Moore’s professional career began after he served three years in the Army’s elite 101st Airborne Division. During the early 1970s Moore taught painting and drawing at Cuyahoga Community College, while pursuing his bachelor’s and master’s degrees in fine arts at Kent State University. From 1974 to 1885 Moore worked as an assistant curator and instructor in the education department of the Cleveland Museum of Art. Moving to New York, he held positions as adjunct professor at Queens College, City University of New York, and Parsons School of Design. From 1994 to 2004 he was senior visiting artist at Skidmore College in Saratoga Springs, New York, and was also an artist in residence at the Cleveland Museum of Art, the Art Institute of Chicago, the Cleveland Institute of Art and the Rhode Island School of Design.
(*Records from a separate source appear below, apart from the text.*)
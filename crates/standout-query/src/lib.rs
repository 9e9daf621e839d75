//! Query - an embedded where/select pipeline for in-memory collections.
//!
//! Query filters and projects slices of plain Rust structs without a query
//! string or a planner. It provides:
//!
//! - Comparison, logical, null and membership operators as plain functions
//! - SQL-style `like` matching with `%` wildcards
//! - Checked integer arithmetic and IEEE float arithmetic
//! - A lazy pipeline: any number of filters, one projection, one terminal call
//!
//! # Quick Start
//!
//! ```rust
//! use standout_query::{query, gt, is_not_null, like};
//!
//! #[derive(Debug)]
//! struct User {
//!     name: String,
//!     age: u32,
//!     email: Option<String>,
//! }
//!
//! let users = vec![
//!     User { name: "Alice".into(), age: 25, email: Some("alice@example.com".into()) },
//!     User { name: "Bob".into(), age: 30, email: None },
//!     User { name: "Charlie".into(), age: 35, email: Some("charlie@example.com".into()) },
//! ];
//!
//! // Records over 28, full values
//! let older = query(&users, |q| q.filter(|u| gt(&u.age, &28))).unwrap();
//! assert_eq!(older.len(), 2);
//!
//! // Names and emails of users with an email address
//! let contacts = query(&users, |q| {
//!     q.filter(|u| is_not_null(&u.email))
//!         .select(|u| (u.name.clone(), u.email.clone()))
//! })
//! .unwrap();
//! assert_eq!(contacts[1].0, "Charlie");
//!
//! // Fallible operators go through try_filter
//! let a_names = query(&users, |q| {
//!     q.try_filter(|u| like(&u.name, "A%"))
//!         .select(|u| u.name.as_str())
//! })
//! .unwrap();
//! assert_eq!(a_names, vec!["Alice"]);
//! ```
//!
//! # Pipeline Semantics
//!
//! ```text
//! result = [ project(r) for r in source if filter_1(r) ∧ filter_2(r) ∧ ... ]
//! ```
//!
//! - **Filters** narrow cumulatively and run in registration order
//! - **Projection** is last-write-wins; without one the output is `&T`
//! - Filtering always happens before projection
//! - The first error aborts execution; records are never silently skipped
//!
//! # Operators
//!
//! | Kind | Functions |
//! |------|-----------|
//! | Comparison | [`eq`], [`ne`], [`gt`], [`ge`], [`lt`], [`le`], [`Op`] |
//! | Logical | [`and`], [`or`], [`not`] |
//! | Null | [`is_null`], [`is_not_null`] |
//! | Membership | [`is_in`], [`not_in`], [`MembershipExt`] |
//! | Pattern | [`like`], [`not_like`], [`LikePattern`], [`LikeExt`] |
//! | Arithmetic | [`add`], [`sub`], [`mul`], [`div`], [`rem`] |
//!
//! # Features
//!
//! - `tracing`: emit `trace!` events when queries execute and patterns compile

mod arith;
mod error;
mod op;
mod pattern;
mod query;

// Re-export public API
pub use arith::{add, div, mul, rem, sub, Arithmetic};
pub use error::{QueryError, Result};
pub use op::{
    and, eq, ge, gt, is_in, is_not_null, is_null, le, lt, ne, not, not_in, or, MembershipExt, Op,
};
pub use pattern::{like, not_like, LikeExt, LikePattern, WILDCARD};
pub use query::{query, Query, Rows};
A trip to Italy in 1990 sent his work in a new direction. Awed by the soaring spirituality of the architecture, monumental altarpieces and Renaissance frescos, Moore began to move away from the horizontality of the “landscape” to a vertical format, with a new feeling of movement. “Eyes” and other figurative shapes began turning up in his work, and his ubiquitous black ovoid shapes were joined by opalescent white ovals suggestive of mirrors, a favorite device of European vanitas paintings. They signified something very different in African culture, where mirrors “were frequently used to seal cavities hollowed out of wooden sculptures,” as Charlotte Kotik, curator of contemporary art at the Brooklyn Museum, noted à propos of her 1996 show of Moore’s new work. These cavities, Kotik pointed out, held magical substances believed to have the power to protect or heal.
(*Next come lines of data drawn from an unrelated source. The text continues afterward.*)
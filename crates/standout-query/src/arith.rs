//! Arithmetic operators for use inside predicates and projections.
//!
//! Integer and floating point types follow different rules:
//!
//! | Type | Division by zero | Overflow |
//! |------|------------------|----------|
//! | Integers | [`QueryError::DivisionByZero`] | [`QueryError::Overflow`] |
//! | `f32`/`f64` | IEEE 754 (`inf`, `-inf` or NaN) | IEEE 754 (`inf`) |

use crate::error::{QueryError, Result};

/// Numeric types usable with [`add`], [`sub`], [`mul`], [`div`] and [`rem`].
pub trait Arithmetic: Copy {
    /// `self + rhs`.
    fn try_add(self, rhs: Self) -> Result<Self>;
    /// `self - rhs`.
    fn try_sub(self, rhs: Self) -> Result<Self>;
    /// `self * rhs`.
    fn try_mul(self, rhs: Self) -> Result<Self>;
    /// `self / rhs`.
    fn try_div(self, rhs: Self) -> Result<Self>;
    /// `self % rhs`.
    fn try_rem(self, rhs: Self) -> Result<Self>;
}

macro_rules! impl_integer_arithmetic {
    ($($ty:ty),* $(,)?) => {
        $(
            impl Arithmetic for $ty {
                fn try_add(self, rhs: Self) -> Result<Self> {
                    self.checked_add(rhs).ok_or(QueryError::Overflow { op: "add" })
                }

                fn try_sub(self, rhs: Self) -> Result<Self> {
                    self.checked_sub(rhs).ok_or(QueryError::Overflow { op: "sub" })
                }

                fn try_mul(self, rhs: Self) -> Result<Self> {
                    self.checked_mul(rhs).ok_or(QueryError::Overflow { op: "mul" })
                }

                fn try_div(self, rhs: Self) -> Result<Self> {
                    if rhs == 0 {
                        return Err(QueryError::DivisionByZero { op: "div" });
                    }
                    // MIN / -1
                    self.checked_div(rhs).ok_or(QueryError::Overflow { op: "div" })
                }

                fn try_rem(self, rhs: Self) -> Result<Self> {
                    if rhs == 0 {
                        return Err(QueryError::DivisionByZero { op: "rem" });
                    }
                    self.checked_rem(rhs).ok_or(QueryError::Overflow { op: "rem" })
                }
            }
        )*
    };
}

macro_rules! impl_float_arithmetic {
    ($($ty:ty),* $(,)?) => {
        $(
            impl Arithmetic for $ty {
                fn try_add(self, rhs: Self) -> Result<Self> {
                    Ok(self + rhs)
                }

                fn try_sub(self, rhs: Self) -> Result<Self> {
                    Ok(self - rhs)
                }

                fn try_mul(self, rhs: Self) -> Result<Self> {
                    Ok(self * rhs)
                }

                fn try_div(self, rhs: Self) -> Result<Self> {
                    Ok(self / rhs)
                }

                fn try_rem(self, rhs: Self) -> Result<Self> {
                    Ok(self % rhs)
                }
            }
        )*
    };
}

impl_integer_arithmetic!(i8, i16, i32, i64, i128, isize, u8, u16, u32, u64, u128, usize);
impl_float_arithmetic!(f32, f64);

/// Adds two numbers.
pub fn add<N: Arithmetic>(lhs: N, rhs: N) -> Result<N> {
    lhs.try_add(rhs)
}

/// Subtracts `rhs` from `lhs`.
pub fn sub<N: Arithmetic>(lhs: N, rhs: N) -> Result<N> {
    lhs.try_sub(rhs)
}

/// Multiplies two numbers.
pub fn mul<N: Arithmetic>(lhs: N, rhs: N) -> Result<N> {
    lhs.try_mul(rhs)
}

/// Divides `lhs` by `rhs`.
///
/// ```
/// use standout_query::{div, QueryError};
///
/// assert_eq!(div(7, 2).unwrap(), 3);
/// assert!(matches!(div(5, 0), Err(QueryError::DivisionByZero { .. })));
/// assert_eq!(div(5.0, 0.0).unwrap(), f64::INFINITY);
/// ```
pub fn div<N: Arithmetic>(lhs: N, rhs: N) -> Result<N> {
    lhs.try_div(rhs)
}

/// Remainder of `lhs / rhs`.
pub fn rem<N: Arithmetic>(lhs: N, rhs: N) -> Result<N> {
    lhs.try_rem(rhs)
}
In Moore’s paintings, the mirrors were blind and empty, or sometimes barely there, perhaps signaling the deprivation of his African and African-American heritage that had marked his early education. And the smaller ovals, he has said, refer to an African custom passed down by African Americans, in which an egg was placed over the door to alleviate the pain of a child who is cutting teeth. “Only after learning about this tradition in 1991,” Marianne Doezema, curator of the 1996 traveling exhibition, Painting Abstract, noted in the show’s catalogue, “did Moore remember that his own grandmother had placed an egg in a sock and nailed it over the doorway of teething children in the family.”

Interestingly, black has long been Moore’s favorite color, and in his hands, it becomes something subtle and interesting. His hard-edged black ovals, often floating in or over a fluid sea of blues and grays, are “beautiful and compelling” presences (Kotik) that usually dominate the composition. They convey a wide range of moods and meanings. In the enigmatic Two Blacks (1990), where two clusters of black ovoid shapes seem to be huddling in the foreground, two small black ovals adrift in a gray stormy sea seem farther away, perhaps meant to evoke the bodies of countless African slaves buried at sea during the crossing to America. Does the title of the painting refer to poignant human experience or to a purely formal concern (a close examination, Doezema notes, reveals two distinctly different black pigments, one glossy and one matte)? Or both? It is part of the richness of John Moore’s work that it yields to no pat interpretations.